Six years I’ve waded faithfully – or is it blindly? – through The Shield‘s rising turpitude, its serpentine storylining brushing unseen against my immersed body, the show’s writing satisfying the need to resolve each ep’s crime-of-the-week while each season’s caper escapade escalating crisis builds towards a season ending that’s as welcome – and inevitable – as dementia. Lately I’ve been flashing on Alan Moore and Neil Gaiman‘s comics runs in the eighties and nineties – each and every ep, I’m led down back-of-my-hand familiar back- and dead-end-alleys, and each time I reach the end, whatever I find is a). not what I expect and b). the most obvious or logical thing in the world.

My TradeMe connections brought me right up to Season 6. The final season (Season 7) is half-way through its run in the States as I type this. And thanks to my leetle frien’, I’m just a few days behind them.

It’s all building towards a James Ellroy ending. And just like in Ellroy’s L.A. Quartet, the following thoughts are uppermost in my mind with this final season:

  • no good turn goes unpunished;
  • the rule of unintended consequences applies supreme;
  • things, no matter the best of intentions, will not – can not – end well.

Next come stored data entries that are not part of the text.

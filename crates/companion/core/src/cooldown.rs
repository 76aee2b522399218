//! Per-companion ability cooldown table.
//!
//! Entries are keyed by the base ability id the class logic knows about and
//! carry the rank actually usable at the companion's level. Entries are
//! created lazily and live as long as the table.

use std::collections::HashMap;

use crate::env::{AbilityId, AbilityOracle};
use crate::error::{CompanionError, ErrorSeverity};

/// Cooldown bookkeeping for one base ability.
#[derive(Clone, Copy, Debug, PartialEq, Eq)]
#[cfg_attr(feature = "serde", derive(serde::Serialize, serde::Deserialize))]
pub struct CooldownEntry {
    /// Rank used when casting. [`AbilityId::NONE`] if no rank is usable yet.
    pub resolved: AbilityId,
    pub remaining_ms: u32,
    pub enabled: bool,
}

impl CooldownEntry {
    fn new(resolved: AbilityId) -> Self {
        Self {
            resolved,
            remaining_ms: 0,
            enabled: true,
        }
    }

    fn usable(&self, autonomous: bool) -> bool {
        (self.enabled || autonomous) && !self.resolved.is_none()
    }
}

#[derive(Clone, Debug, Default)]
pub struct CooldownTable {
    entries: HashMap<AbilityId, CooldownEntry>,
}

impl CooldownTable {
    pub fn new() -> Self {
        Self::default()
    }

    pub fn len(&self) -> usize {
        self.entries.len()
    }

    pub fn is_empty(&self) -> bool {
        self.entries.is_empty()
    }

    pub fn entry(&self, base: AbilityId) -> Option<&CooldownEntry> {
        self.entries.get(&base)
    }

    /// Creates or refreshes the entry for `base`.
    ///
    /// With `force_add` or without `forward_rank` the base id itself is
    /// stored. Otherwise the rank chain is walked and the highest rank whose
    /// minimum level the companion meets is stored, or [`AbilityId::NONE`]
    /// if not even the first rank qualifies. The remaining cooldown and the
    /// enabled flag of an existing entry are kept.
    pub fn init(
        &mut self,
        base: AbilityId,
        force_add: bool,
        forward_rank: bool,
        level: u8,
        abilities: &dyn AbilityOracle,
    ) -> Result<AbilityId, CooldownError> {
        let first = abilities
            .ability(base)
            .ok_or(CooldownError::UnknownAbility(base))?;

        let resolved = if force_add || !forward_rank {
            base
        } else {
            let mut resolved = AbilityId::NONE;
            let mut rank = Some(first);
            while let Some(info) = rank.filter(|info| level >= info.base_level) {
                resolved = info.id;
                rank = info.next_rank.and_then(|next| abilities.ability(next));
            }
            resolved
        };

        self.entries
            .entry(base)
            .and_modify(|entry| entry.resolved = resolved)
            .or_insert_with(|| CooldownEntry::new(resolved));
        Ok(resolved)
    }

    /// Sets the remaining cooldown of `base`.
    ///
    /// A missing entry is created first (forced, no rank walk) unless the
    /// cooldown is zero, in which case nothing happens.
    pub fn set_cooldown(
        &mut self,
        base: AbilityId,
        cooldown_ms: u32,
        level: u8,
        abilities: &dyn AbilityOracle,
    ) -> Result<(), CooldownError> {
        if !self.entries.contains_key(&base) {
            if cooldown_ms == 0 {
                return Ok(());
            }
            self.init(base, true, false, level, abilities)?;
        }
        if let Some(entry) = self.entries.get_mut(&base) {
            entry.remaining_ms = cooldown_ms;
        }
        Ok(())
    }

    pub fn reduce(&mut self, base: AbilityId, elapsed_ms: u32) {
        if let Some(entry) = self.entries.get_mut(&base) {
            entry.remaining_ms = entry.remaining_ms.saturating_sub(elapsed_ms);
        }
    }

    pub fn reduce_all(&mut self, elapsed_ms: u32) {
        for entry in self.entries.values_mut() {
            entry.remaining_ms = entry.remaining_ms.saturating_sub(elapsed_ms);
        }
    }

    /// True if `base` has a usable rank whose cooldown ends within `elapsed_ms`.
    ///
    /// Disabled entries are still ready for an autonomous companion.
    pub fn is_ready(&self, base: AbilityId, elapsed_ms: u32, autonomous: bool) -> bool {
        self.entries
            .get(&base)
            .is_some_and(|entry| entry.usable(autonomous) && entry.remaining_ms <= elapsed_ms)
    }

    /// Rank to cast for `base`, or [`AbilityId::NONE`] when missing or disabled.
    pub fn resolved_id(&self, base: AbilityId, autonomous: bool) -> AbilityId {
        self.entries
            .get(&base)
            .filter(|entry| entry.usable(autonomous))
            .map_or(AbilityId::NONE, |entry| entry.resolved)
    }

    /// Returns false if there is no entry for `base`.
    pub fn set_enabled(&mut self, base: AbilityId, enabled: bool) -> bool {
        match self.entries.get_mut(&base) {
            Some(entry) => {
                entry.enabled = enabled;
                true
            }
            None => false,
        }
    }
}

#[derive(Clone, Copy, Debug, PartialEq, Eq, thiserror::Error)]
pub enum CooldownError {
    #[error("no ability metadata for base ability {0}")]
    UnknownAbility(AbilityId),
}

impl CompanionError for CooldownError {
    fn severity(&self) -> ErrorSeverity {
        ErrorSeverity::InvalidInput
    }

    fn error_code(&self) -> &'static str {
        match self {
            CooldownError::UnknownAbility(_) => "COOLDOWN_UNKNOWN_ABILITY",
        }
    }
}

So often in film and television these days, I recognise the portents and the foreshadowing, and can comfort myself that, even if/when things go bad, I was braced for it. But now, despite six seasons of faithful viewing, and with only seven eps to go, my sleeps in between are fitful with drowning dreams…. I can’t contemplate the show ending. It has to, I know that. I accept it. It’s the how that scares the bejesus out of me.

Mr Ryan – I’m in. All the way.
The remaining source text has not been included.